====== Data for the task ======

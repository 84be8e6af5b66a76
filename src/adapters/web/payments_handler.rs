use actix_web::{HttpResponse, web};
use log::info;

use crate::adapters::web::errors::ApiError;
use crate::adapters::web::schema::{CreatePaymentRequest, PaymentResponse};
use crate::domain::order_service::OrderService;
use crate::domain::payment_gateway::PaymentGateway;
use crate::domain::repository::PaymentRepository;
use crate::use_cases::create_payment::CreatePaymentUseCase;
use crate::use_cases::dto::{
	CreatePaymentCommand, GetPaymentQuery, GetPaymentStatusQuery,
};
use crate::use_cases::get_payment::GetPaymentUseCase;
use crate::use_cases::get_payment_status::GetPaymentStatusUseCase;

fn parse_order_id(raw: &str) -> Result<u64, ApiError> {
	raw.parse().map_err(|_| ApiError::InvalidOrderIdError)
}

pub async fn create_payment<R, O, G>(
	payload: web::Json<CreatePaymentRequest>,
	create_payment_use_case: web::Data<CreatePaymentUseCase<R, O, G>>,
) -> Result<HttpResponse, ApiError>
where
	R: PaymentRepository,
	O: OrderService,
	G: PaymentGateway,
{
	let payload = payload.into_inner();
	let order_id = payload.order_id;
	let command = CreatePaymentCommand {
		order_id,
		total: payload.total,
		payment_type: payload.payment_type,
	};

	let qr_data = create_payment_use_case.execute(command).await?;

	info!("QR code issued for order {order_id}");
	Ok(HttpResponse::Created().json(qr_data))
}

pub async fn get_payment_status<R: PaymentRepository>(
	order_id: web::Path<String>,
	get_payment_status_use_case: web::Data<GetPaymentStatusUseCase<R>>,
) -> Result<HttpResponse, ApiError> {
	let order_id = parse_order_id(&order_id)?;

	let status = get_payment_status_use_case
		.execute(GetPaymentStatusQuery { order_id })
		.await?;

	Ok(HttpResponse::Ok().json(status))
}

pub async fn get_payment<R: PaymentRepository>(
	order_id: web::Path<String>,
	get_payment_use_case: web::Data<GetPaymentUseCase<R>>,
) -> Result<HttpResponse, ApiError> {
	let order_id = parse_order_id(&order_id)?;

	let payment = get_payment_use_case
		.execute(GetPaymentQuery { order_id })
		.await?;

	Ok(HttpResponse::Ok().json(PaymentResponse::from(payment)))
}
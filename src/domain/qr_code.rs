use serde::{Deserialize, Serialize};

use crate::domain::order::OrderProduct;

/// Title and description shown to the payer on every QR order.
pub const QR_ORDER_TITLE: &str = "Fiap";

#[derive(Debug, Deserialize, Serialize, Clone, PartialEq)]
pub struct QrCodeRequest {
	pub external_reference: String,
	pub title:              String,
	pub description:        String,
	pub notification_url:   String,
	pub total_amount:       f64,
	pub items:              Vec<QrCodeItem>,
}

#[derive(Debug, Deserialize, Serialize, Clone, PartialEq)]
pub struct QrCodeItem {
	pub sku_number:   String,
	pub category:     String,
	pub title:        String,
	pub description:  String,
	pub unit_price:   f64,
	pub quantity:     u32,
	pub total_amount: f64,
}

impl QrCodeRequest {
	pub fn external_reference_for(order_id: u64) -> String {
		format!("order-{order_id}")
	}
}

impl From<&OrderProduct> for QrCodeItem {
	fn from(product: &OrderProduct) -> Self {
		QrCodeItem {
			sku_number:   product.product_id.to_string(),
			category:     product.category.to_string(),
			title:        product.name.clone(),
			description:  product.description.clone(),
			unit_price:   product.price,
			quantity:     product.quantity,
			total_amount: f64::from(product.quantity) * product.price,
		}
	}
}
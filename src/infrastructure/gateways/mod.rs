pub mod mercado_pago_gateway;
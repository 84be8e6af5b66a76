use std::sync::Arc;

use env_logger::Env;
use qr_payment_service::infrastructure::config::settings::Config;
use qr_payment_service::run;

#[actix_web::main]
async fn main() -> std::io::Result<()> {
	env_logger::Builder::from_env(Env::default().default_filter_or("info")).init();

	let config = Arc::new(Config::load().expect("Failed to load configuration"));
	run(config).await
}
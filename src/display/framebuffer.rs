// Frame Buffer - Stores pixel data for NES display output
//
// The NES has a resolution of 256×240 pixels. Each pixel is represented
// by a palette index (0-63) which maps to an RGB color.

use super::palette::palette_to_rgba;

/// NES screen width in pixels
pub const SCREEN_WIDTH: usize = 256;

/// NES screen height in pixels
pub const SCREEN_HEIGHT: usize = 240;

/// Total number of pixels in the frame buffer
pub const SCREEN_SIZE: usize = SCREEN_WIDTH * SCREEN_HEIGHT;

/// Frame buffer for storing pixel data
///
/// Stores palette indices for each pixel (256×240 = 61,440 pixels).
/// The PPU writes exactly one pixel per visible cycle; the host reads the
/// buffer only between frames (after the frame-complete signal).
pub struct FrameBuffer {
    /// Pixel data stored as palette indices (0-63)
    pixels: [u8; SCREEN_SIZE],
}

impl FrameBuffer {
    /// Create a new frame buffer initialized to black (palette index 0x0F)
    pub fn new() -> Self {
        Self {
            pixels: [0x0F; SCREEN_SIZE],
        }
    }

    /// Set a pixel at the given coordinates
    ///
    /// # Arguments
    /// * `x` - X coordinate (0-255)
    /// * `y` - Y coordinate (0-239)
    /// * `palette_index` - Palette index (0-63)
    ///
    /// # Panics
    /// Panics if coordinates are out of bounds
    #[inline]
    pub fn set_pixel(&mut self, x: usize, y: usize, palette_index: u8) {
        assert!(x < SCREEN_WIDTH, "X coordinate {} out of bounds", x);
        assert!(y < SCREEN_HEIGHT, "Y coordinate {} out of bounds", y);

        self.pixels[y * SCREEN_WIDTH + x] = palette_index & 0x3F;
    }

    /// Get a pixel at the given coordinates
    ///
    /// # Panics
    /// Panics if coordinates are out of bounds
    #[inline]
    pub fn get_pixel(&self, x: usize, y: usize) -> u8 {
        assert!(x < SCREEN_WIDTH, "X coordinate {} out of bounds", x);
        assert!(y < SCREEN_HEIGHT, "Y coordinate {} out of bounds", y);

        self.pixels[y * SCREEN_WIDTH + x]
    }

    /// Clear the frame buffer to a specific palette index
    pub fn clear(&mut self, palette_index: u8) {
        self.pixels.fill(palette_index & 0x3F);
    }

    /// Get the raw pixel data as palette indices
    pub fn as_slice(&self) -> &[u8] {
        &self.pixels
    }

    /// Convert the frame buffer to RGBA bytes (256×240×4)
    ///
    /// Suitable for handing straight to a texture upload or PNG encoder.
    pub fn to_rgba(&self) -> Vec<u8> {
        let mut rgba = Vec::with_capacity(SCREEN_SIZE * 4);
        for &index in self.pixels.iter() {
            rgba.extend_from_slice(&palette_to_rgba(index));
        }
        rgba
    }
}

impl Default for FrameBuffer {
    fn default() -> Self {
        Self::new()
    }
}

#[cfg(test)]
mod tests {
    use super::*;

    #[test]
    fn test_framebuffer_starts_black() {
        let fb = FrameBuffer::new();
        assert!(fb.as_slice().iter().all(|&p| p == 0x0F));
    }

    #[test]
    fn test_set_and_get_pixel() {
        let mut fb = FrameBuffer::new();
        fb.set_pixel(10, 20, 0x21);
        assert_eq!(fb.get_pixel(10, 20), 0x21);
    }

    #[test]
    fn test_set_pixel_masks_to_63() {
        let mut fb = FrameBuffer::new();
        fb.set_pixel(0, 0, 0xFF);
        assert_eq!(fb.get_pixel(0, 0), 0x3F);
    }

    #[test]
    fn test_to_rgba_length() {
        let fb = FrameBuffer::new();
        assert_eq!(fb.to_rgba().len(), SCREEN_SIZE * 4);
    }
}
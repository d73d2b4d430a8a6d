// CPU bus device seam
//
// The PPU hangs off the CPU bus as a memory-mapped device covering
// $2000-$3FFF. The trait lives here so a driver can mount the PPU next to
// other devices without knowing anything about its internals.

/// A device mapped into the CPU address space
pub trait MemoryMappedDevice {
    /// Read a byte from the device
    ///
    /// Some devices have side effects on read (e.g., PPU PPUSTATUS clears flags),
    /// so this method takes &mut self.
    ///
    /// # Arguments
    /// * `addr` - The address to read from (device-specific addressing)
    ///
    /// # Returns
    /// The byte value at the specified address
    fn read(&mut self, addr: u16) -> u8;

    /// Write a byte to the device
    ///
    /// # Arguments
    /// * `addr` - The address to write to (device-specific addressing)
    /// * `data` - The byte value to write
    fn write(&mut self, addr: u16, data: u8);
}
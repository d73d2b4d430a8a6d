// PPU module - Picture Processing Unit (2C02) emulation
//
// The PPU is a fixed-function co-processor clocked at 3x the CPU rate. It
// renders one pixel per cycle during the visible portion of the frame,
// driven entirely by the (scanline, cycle) counter pair. All CPU-visible
// behavior (register side effects, NMI timing, scroll counter reloads) is
// keyed to exact dot coordinates.

pub mod constants;
mod memory;
mod registers;
mod rendering;
mod sprites;

#[cfg(test)]
mod tests;

use std::cell::RefCell;
use std::rc::Rc;

use crate::cartridge::{Mapper, Mirroring};
use crate::display::FrameBuffer;
use constants::{
    CYCLES_PER_SCANLINE, FIRST_VBLANK_SCANLINE, LAST_VISIBLE_SCANLINE, MAX_SPRITES_PER_LINE,
    OAM_SIZE, PALETTE_SIZE, PRERENDER_SCANLINE, SECONDARY_OAM_SIZE, VRAM_SIZE,
};

// PPUCTRL bits
pub(crate) const CTRL_NMI_ENABLE: u8 = 0x80;
pub(crate) const CTRL_SPRITE_SIZE: u8 = 0x20;
pub(crate) const CTRL_BG_TABLE: u8 = 0x10;
pub(crate) const CTRL_SPRITE_TABLE: u8 = 0x08;
pub(crate) const CTRL_INCREMENT_32: u8 = 0x04;

// PPUMASK bits
pub(crate) const MASK_SHOW_SPRITES: u8 = 0x10;
pub(crate) const MASK_SHOW_BG: u8 = 0x08;
pub(crate) const MASK_SHOW_SPRITES_LEFT: u8 = 0x04;
pub(crate) const MASK_SHOW_BG_LEFT: u8 = 0x02;

// PPUSTATUS bits
pub(crate) const STATUS_VBLANK: u8 = 0x80;
pub(crate) const STATUS_SPRITE_ZERO_HIT: u8 = 0x40;
pub(crate) const STATUS_SPRITE_OVERFLOW: u8 = 0x20;

/// PPU structure representing the complete Picture Processing Unit state
///
/// Owned as a plain value; the driver steps it three times per CPU cycle and
/// polls `take_nmi()` for the interrupt edge. All memory the PPU owns (VRAM,
/// palette, OAM) is fixed-size and allocated once at construction.
pub struct Ppu {
    // CPU-visible registers
    pub(crate) ppuctrl: u8,
    pub(crate) ppumask: u8,
    pub(crate) ppustatus: u8,
    pub(crate) oam_addr: u8,

    // Internal scroll/address state ("loopy" registers)
    /// Current VRAM address (15 bits: fine-y, nametable, coarse-y, coarse-x)
    pub(crate) v: u16,
    /// Temporary VRAM address, reloaded into v at fixed frame points
    pub(crate) t: u16,
    /// Fine X scroll (3 bits)
    pub(crate) fine_x: u8,
    /// Shared first/second write toggle for PPUSCROLL and PPUADDR
    pub(crate) write_latch: bool,
    /// Internal PPUDATA read buffer (one-read delay)
    pub(crate) read_buffer: u8,

    // Background fetch pipeline
    pub(crate) next_tile_id: u8,
    pub(crate) next_tile_attr: u8,
    pub(crate) next_tile_lsb: u8,
    pub(crate) next_tile_msb: u8,
    pub(crate) bg_shift_pattern_lo: u16,
    pub(crate) bg_shift_pattern_hi: u16,
    pub(crate) bg_shift_attr_lo: u16,
    pub(crate) bg_shift_attr_hi: u16,

    // Sprite memory and evaluation state
    pub(crate) oam: [u8; OAM_SIZE],
    pub(crate) secondary_oam: [u8; SECONDARY_OAM_SIZE],
    /// Primary OAM sprite index being evaluated (n)
    pub(crate) eval_n: u8,
    /// Byte-within-sprite index (m); increments without carry in the
    /// hardware's buggy overflow scan
    pub(crate) eval_m: u8,
    /// Sprites copied into secondary OAM so far
    pub(crate) eval_found: u8,
    /// Remaining bytes of an in-progress sprite copy
    pub(crate) eval_copy: u8,
    pub(crate) eval_done: bool,
    /// The diagonal OAM walk entered after the 8th in-range sprite
    pub(crate) eval_overflow_scan: bool,
    /// Secondary OAM slot 0 holds primary OAM sprite 0 (next scanline)
    pub(crate) sprite_zero_next: bool,
    /// Secondary OAM slot 0 held sprite 0 when the current line was fetched
    pub(crate) sprite_zero_line: bool,

    // Per-sprite runtime registers for the line being rendered
    pub(crate) sprite_count: u8,
    pub(crate) sprite_pattern_lo: [u8; MAX_SPRITES_PER_LINE],
    pub(crate) sprite_pattern_hi: [u8; MAX_SPRITES_PER_LINE],
    pub(crate) sprite_attr: [u8; MAX_SPRITES_PER_LINE],
    pub(crate) sprite_x: [u8; MAX_SPRITES_PER_LINE],

    // Video memory owned by the PPU
    pub(crate) vram: [u8; VRAM_SIZE],
    pub(crate) palette_ram: [u8; PALETTE_SIZE],

    // Timing
    pub(crate) scanline: u16,
    pub(crate) cycle: u16,
    pub(crate) frame: u64,
    pub(crate) odd_frame: bool,

    // NMI edge toward the CPU
    pub(crate) nmi_pending: bool,
    /// True only for the dot on which the vblank flag was set; a PPUSTATUS
    /// read in that window suppresses the NMI (hardware race)
    pub(crate) vblank_just_set: bool,

    pub(crate) frame_buffer: FrameBuffer,
    pub(crate) mapper: Option<Rc<RefCell<Box<dyn Mapper>>>>,
    pub(crate) mirroring: Mirroring,
}

impl Ppu {
    /// Create a new PPU in its power-on state
    ///
    /// VRAM, OAM and palette RAM are undefined on real hardware; they are
    /// deterministically zero-filled here.
    pub fn new() -> Self {
        Ppu {
            ppuctrl: 0,
            ppumask: 0,
            ppustatus: 0,
            oam_addr: 0,
            v: 0,
            t: 0,
            fine_x: 0,
            write_latch: false,
            read_buffer: 0,
            next_tile_id: 0,
            next_tile_attr: 0,
            next_tile_lsb: 0,
            next_tile_msb: 0,
            bg_shift_pattern_lo: 0,
            bg_shift_pattern_hi: 0,
            bg_shift_attr_lo: 0,
            bg_shift_attr_hi: 0,
            oam: [0; OAM_SIZE],
            secondary_oam: [0; SECONDARY_OAM_SIZE],
            eval_n: 0,
            eval_m: 0,
            eval_found: 0,
            eval_copy: 0,
            eval_done: true,
            eval_overflow_scan: false,
            sprite_zero_next: false,
            sprite_zero_line: false,
            sprite_count: 0,
            sprite_pattern_lo: [0; MAX_SPRITES_PER_LINE],
            sprite_pattern_hi: [0; MAX_SPRITES_PER_LINE],
            sprite_attr: [0; MAX_SPRITES_PER_LINE],
            sprite_x: [0; MAX_SPRITES_PER_LINE],
            vram: [0; VRAM_SIZE],
            palette_ram: [0; PALETTE_SIZE],
            scanline: 0,
            cycle: 0,
            frame: 0,
            odd_frame: false,
            nmi_pending: false,
            vblank_just_set: false,
            frame_buffer: FrameBuffer::new(),
            mapper: None,
            mirroring: Mirroring::Horizontal,
        }
    }

    /// Attach the cartridge mapper and adopt its mirroring mode
    pub fn set_mapper(&mut self, mapper: Rc<RefCell<Box<dyn Mapper>>>) {
        self.mirroring = mapper.borrow().mirroring();
        self.mapper = Some(mapper);
    }

    /// Override the nametable mirroring mode
    ///
    /// Normally taken from the mapper; exposed for drivers and tests that
    /// run the PPU without a cartridge.
    pub fn set_mirroring(&mut self, mirroring: Mirroring) {
        self.mirroring = mirroring;
    }

    /// Reset the PPU to its documented post-reset state
    ///
    /// Clears control/mask/status, the write toggle, the scroll/address
    /// latches and the rendering pipeline, and restarts the frame at dot
    /// (0, 0). VRAM, OAM and palette contents survive, as on real hardware.
    pub fn reset(&mut self) {
        log::debug!("ppu reset");

        self.ppuctrl = 0;
        self.ppumask = 0;
        self.ppustatus = 0;
        self.v = 0;
        self.t = 0;
        self.fine_x = 0;
        self.write_latch = false;
        self.read_buffer = 0;

        self.next_tile_id = 0;
        self.next_tile_attr = 0;
        self.next_tile_lsb = 0;
        self.next_tile_msb = 0;
        self.bg_shift_pattern_lo = 0;
        self.bg_shift_pattern_hi = 0;
        self.bg_shift_attr_lo = 0;
        self.bg_shift_attr_hi = 0;

        self.eval_done = true;
        self.eval_overflow_scan = false;
        self.sprite_zero_next = false;
        self.sprite_zero_line = false;
        self.sprite_count = 0;

        self.scanline = 0;
        self.cycle = 0;
        self.odd_frame = false;
        self.nmi_pending = false;
        self.vblank_just_set = false;
    }

    /// Advance the PPU by exactly one cycle
    ///
    /// Returns `true` when this cycle completed a frame (the dot counter
    /// wrapped from the pre-render line back to scanline 0).
    pub fn step(&mut self) -> bool {
        // The vblank-set race window only covers the dot it was set on.
        self.vblank_just_set = false;

        // NTSC odd-frame skip: with rendering enabled, the pre-render line
        // of every other frame is one cycle short.
        let skip_dot = self.scanline == PRERENDER_SCANLINE
            && self.cycle == CYCLES_PER_SCANLINE - 2
            && self.odd_frame
            && self.rendering_enabled();

        let mut frame_complete = false;
        if skip_dot || self.cycle == CYCLES_PER_SCANLINE - 1 {
            self.cycle = 0;
            if self.scanline == PRERENDER_SCANLINE {
                self.scanline = 0;
                self.frame = self.frame.wrapping_add(1);
                self.odd_frame = !self.odd_frame;
                frame_complete = true;
                log::trace!("frame {} complete", self.frame);
            } else {
                self.scanline += 1;
            }
        } else {
            self.cycle += 1;
        }

        self.tick_dot();
        frame_complete
    }

    /// Apply the side effects keyed to the current (scanline, cycle) dot
    fn tick_dot(&mut self) {
        let visible = self.scanline <= LAST_VISIBLE_SCANLINE;
        let pre_render = self.scanline == PRERENDER_SCANLINE;
        let render_line = visible || pre_render;
        let rendering = self.rendering_enabled();

        if pre_render && self.cycle == 1 {
            self.ppustatus &=
                !(STATUS_VBLANK | STATUS_SPRITE_ZERO_HIT | STATUS_SPRITE_OVERFLOW);
        }

        if self.scanline == FIRST_VBLANK_SCANLINE && self.cycle == 1 {
            self.ppustatus |= STATUS_VBLANK;
            self.vblank_just_set = true;
            if self.ppuctrl & CTRL_NMI_ENABLE != 0 {
                self.nmi_pending = true;
            }
        }

        if render_line && rendering {
            self.tick_background();
        }

        // Pixel output samples the shifters after this dot's shift. The
        // phase-0 reload only refills the low bytes, below the sample window.
        if visible && (1..=256).contains(&self.cycle) {
            self.composite_pixel();
        }

        if visible && rendering && (1..=256).contains(&self.cycle) {
            self.tick_sprite_shifters();
        }

        if render_line {
            self.tick_sprite_pipeline(visible, rendering);
        }
    }

    /// Whether background or sprite rendering is enabled in PPUMASK
    pub(crate) fn rendering_enabled(&self) -> bool {
        self.ppumask & (MASK_SHOW_BG | MASK_SHOW_SPRITES) != 0
    }

    /// Current scanline (0-261)
    pub fn scanline(&self) -> u16 {
        self.scanline
    }

    /// Current cycle within the scanline (0-340)
    pub fn cycle(&self) -> u16 {
        self.cycle
    }

    /// Number of completed frames since power-on
    pub fn frame_count(&self) -> u64 {
        self.frame
    }

    /// Odd/even frame parity (toggles once per frame)
    pub fn odd_frame(&self) -> bool {
        self.odd_frame
    }

    /// The frame buffer for the frame in progress (or just completed)
    pub fn frame(&self) -> &FrameBuffer {
        &self.frame_buffer
    }

    /// Whether an NMI edge is queued toward the CPU
    pub fn nmi_pending(&self) -> bool {
        self.nmi_pending
    }

    /// Consume the queued NMI edge, if any
    ///
    /// The driver polls this once per CPU step and delivers the interrupt
    /// itself; the PPU never calls upward.
    pub fn take_nmi(&mut self) -> bool {
        let pending = self.nmi_pending;
        self.nmi_pending = false;
        pending
    }

    /// Read a byte from primary OAM (testing/tooling path)
    pub fn read_oam(&self, index: u8) -> u8 {
        self.oam[index as usize]
    }

    /// Write a byte to primary OAM (testing/tooling path)
    pub fn write_oam(&mut self, index: u8, value: u8) {
        self.oam[index as usize] = value;
    }
}

impl Default for Ppu {
    fn default() -> Self {
        Self::new()
    }
}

======

**What to work on**
Give back exactly the lines above starting at the line where "self.write_latch = false;" appears and ending at the line where "self.odd_frame = false;" appears, both included, with no other lines.

**Answer to this problem**
        self.write_latch = false;
        self.read_buffer = 0;

        self.next_tile_id = 0;
        self.next_tile_attr = 0;
        self.next_tile_lsb = 0;
        self.next_tile_msb = 0;
        self.bg_shift_pattern_lo = 0;
        self.bg_shift_pattern_hi = 0;
        self.bg_shift_attr_lo = 0;
        self.bg_shift_attr_hi = 0;

        self.eval_done = true;
        self.eval_overflow_scan = false;
        self.sprite_zero_next = false;
        self.sprite_zero_line = false;
        self.sprite_count = 0;

        self.scanline = 0;
        self.cycle = 0;
        self.odd_frame = false;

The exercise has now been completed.